The Digest was part of a reduction and codification of all Roman laws up to that time, which later came to be known as the Corpus Juris Civilis (lit. "Body of Civil Law"[1]). The other two parts were a collection of statutes, the Codex (Code), which survives in a second edition, and an introductory textbook, the Institutes; all three parts were given force of law. The set was intended to be complete, but Justinian passed further legislation, which was later collected separately as the Novellae Constitutiones (New Laws or, conventionally, the "Novels").


The original Codex Justinianus was promulgated in April of 529 by the C. "Summa". This made it the only source of imperial law, and repealed all earlier codifications.[2] However, it permitted reference to ancient jurists whose writings had been regarded as authoritative.[3] Under Theodosus II's Law of Citations, the writings of Papinian, Paulus, Ulpian, Modestinus, and Gaius were made the primary juristic authorities who could be cited in court.
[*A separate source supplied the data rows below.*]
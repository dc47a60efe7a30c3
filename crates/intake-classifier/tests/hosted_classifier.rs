//! Hosted classifier against a local chat-completions endpoint.

use intake_classifier::{
    ChatCompletion, ClassificationRequest, Classifier, ClassifierKind, LlmClassifier, LlmConfig,
    TextCompletion,
};
use serde_json::{json, Value};
use std::sync::{Arc, Mutex};
use warp::http::StatusCode;
use warp::Filter;

type Captured = Arc<Mutex<Vec<(String, Value)>>>;

/// Start an endpoint that answers every request with `content` and `status`
fn spawn_endpoint(content: &'static str, status: StatusCode) -> (String, Captured) {
    let captured: Captured = Arc::new(Mutex::new(Vec::new()));
    let sink = captured.clone();

    let route = warp::post()
        .and(warp::path!("v1" / "chat" / "completions"))
        .and(warp::header::<String>("authorization"))
        .and(warp::body::json())
        .map(move |auth: String, body: Value| {
            sink.lock().unwrap().push((auth, body));
            let reply = json!({
                "choices": [{ "message": { "role": "assistant", "content": content } }]
            });
            warp::reply::with_status(warp::reply::json(&reply), status)
        });

    let (addr, server) = warp::serve(route).bind_ephemeral(([127, 0, 0, 1], 0));
    tokio::spawn(server);
    (format!("http://{addr}/v1/chat/completions"), captured)
}

fn config(endpoint: &str) -> LlmConfig {
    LlmConfig::new()
        .with_api_key("sk-test")
        .with_endpoint(endpoint)
        .with_model("test-model")
}

#[tokio::test]
async fn completion_sends_key_model_and_prompt() {
    let (endpoint, captured) = spawn_endpoint("STORE: ST1 → assignment", StatusCode::OK);
    let completion = ChatCompletion::new(&config(&endpoint)).unwrap();

    let text = completion.complete("system", "user prompt").await.unwrap();
    assert_eq!(text, "STORE: ST1 → assignment");

    let calls = captured.lock().unwrap();
    assert_eq!(calls.len(), 1);
    let (auth, body) = &calls[0];
    assert_eq!(auth, "Bearer sk-test");
    assert_eq!(body["model"], "test-model");
    assert_eq!(body["messages"][0]["role"], "system");
    assert_eq!(body["messages"][1]["content"], "user prompt");
    assert_eq!(body["temperature"], 0.0);
}

#[tokio::test]
async fn classifier_uses_model_decision() {
    let (endpoint, _) = spawn_endpoint("CREATE_FOLDER: ST77\nTHEN_STORE: certificate", StatusCode::OK);
    let classifier = LlmClassifier::new(ChatCompletion::new(&config(&endpoint)).unwrap());
    assert_eq!(classifier.kind(), ClassifierKind::Llm);

    let response = classifier
        .classify(&ClassificationRequest::new("scan_0001.pdf"))
        .await;
    assert_eq!(
        response.to_string(),
        "CREATE_FOLDER: ST77\nTHEN_STORE: certificate"
    );
}

#[tokio::test]
async fn server_error_falls_back_to_rules() {
    let (endpoint, captured) = spawn_endpoint("", StatusCode::INTERNAL_SERVER_ERROR);
    let classifier = LlmClassifier::new(ChatCompletion::new(&config(&endpoint)).unwrap());

    let response = classifier
        .classify(&ClassificationRequest::new("ST102_Math_HW.pdf").with_existing_folder("ST102"))
        .await;
    assert_eq!(response.to_string(), "STORE: ST102 → assignment");
    assert_eq!(captured.lock().unwrap().len(), 1);
}

#[tokio::test]
async fn empty_completion_is_an_error() {
    let (endpoint, _) = spawn_endpoint("   ", StatusCode::OK);
    let completion = ChatCompletion::new(&config(&endpoint)).unwrap();
    assert!(completion.complete("s", "p").await.is_err());
}

#[tokio::test]
async fn unreachable_endpoint_falls_back_to_rules() {
    // Port 9 (discard) on localhost is closed in test environments
    let classifier =
        LlmClassifier::new(ChatCompletion::new(&config("http://127.0.0.1:9/v1/chat/completions")).unwrap());

    let response = classifier
        .classify(&ClassificationRequest::new("Fee_Receipt_Jan.pdf").with_student_id("ST105"))
        .await;
    assert_eq!(
        response.to_string(),
        "CREATE_FOLDER: ST105\nTHEN_STORE: feeReceipt"
    );
}

#[test]
fn missing_key_cannot_build_client() {
    assert!(ChatCompletion::new(&LlmConfig::new()).is_err());
}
Others cited by them also could be referred to, but their views had to be "informed by a comparison of manuscripts".[4]

The principal surviving manuscript is the Littera Florentina of the late sixth or early seventh century. In the Middle Ages, the Digest was divided into three parts, and most of the manuscripts contain only one of these parts.[5] The entire Digest was translated into English in 1985.[6]

The Digest was discovered in Amalfi in 1135, prompting a revival of learning of Roman law throughout Europe. Other sources claim it was discovered in 1070 and formed a major impetus for the founding of the first university in Europe, the University of Bologna (1088).

Conflicts of law

The codified authorities often conflicted. Therefore, Justinian ordered these conflicts to be settled and fifty of these were published as the "quinquaginta decisiones" (fifty decisions). Soon after, he further decreed that the works of these ancient writers, which totalled over 1,500 books, be condensed into fifty books. These were to be entitled, in Latin, Digesta (Ordered abstracts) or, in Greek, Πανδέκται Pandectae ("Encyclopedia").[7] In response to this order of December 15, 530 ("Deo auctore"), Tribonian created a commission of sixteen members to do the work—one government official, four professors, and eleven advocates.[8]

The commission was given the power to condense and alter the texts in order to simplify, clarify, and eliminate conflicts among them.[8] The Digest's organization is complex: each of the fifty books is divided into several titles, each containing several extracts, and many of the extracts have several parts or paragraphs. Research in the modern era has created a highly probable picture of how the commission carried out its task.[9]


Approximately two-fifths of the Digest consists of the writings of Ulpian, while some one-sixth belongs to Paulus.[7] The work was declared to be the sole source of non-statute law: commentaries on the compilation were forbidden, or even the citing of the original works of the jurists for the explaining of ambiguities in the text.[10]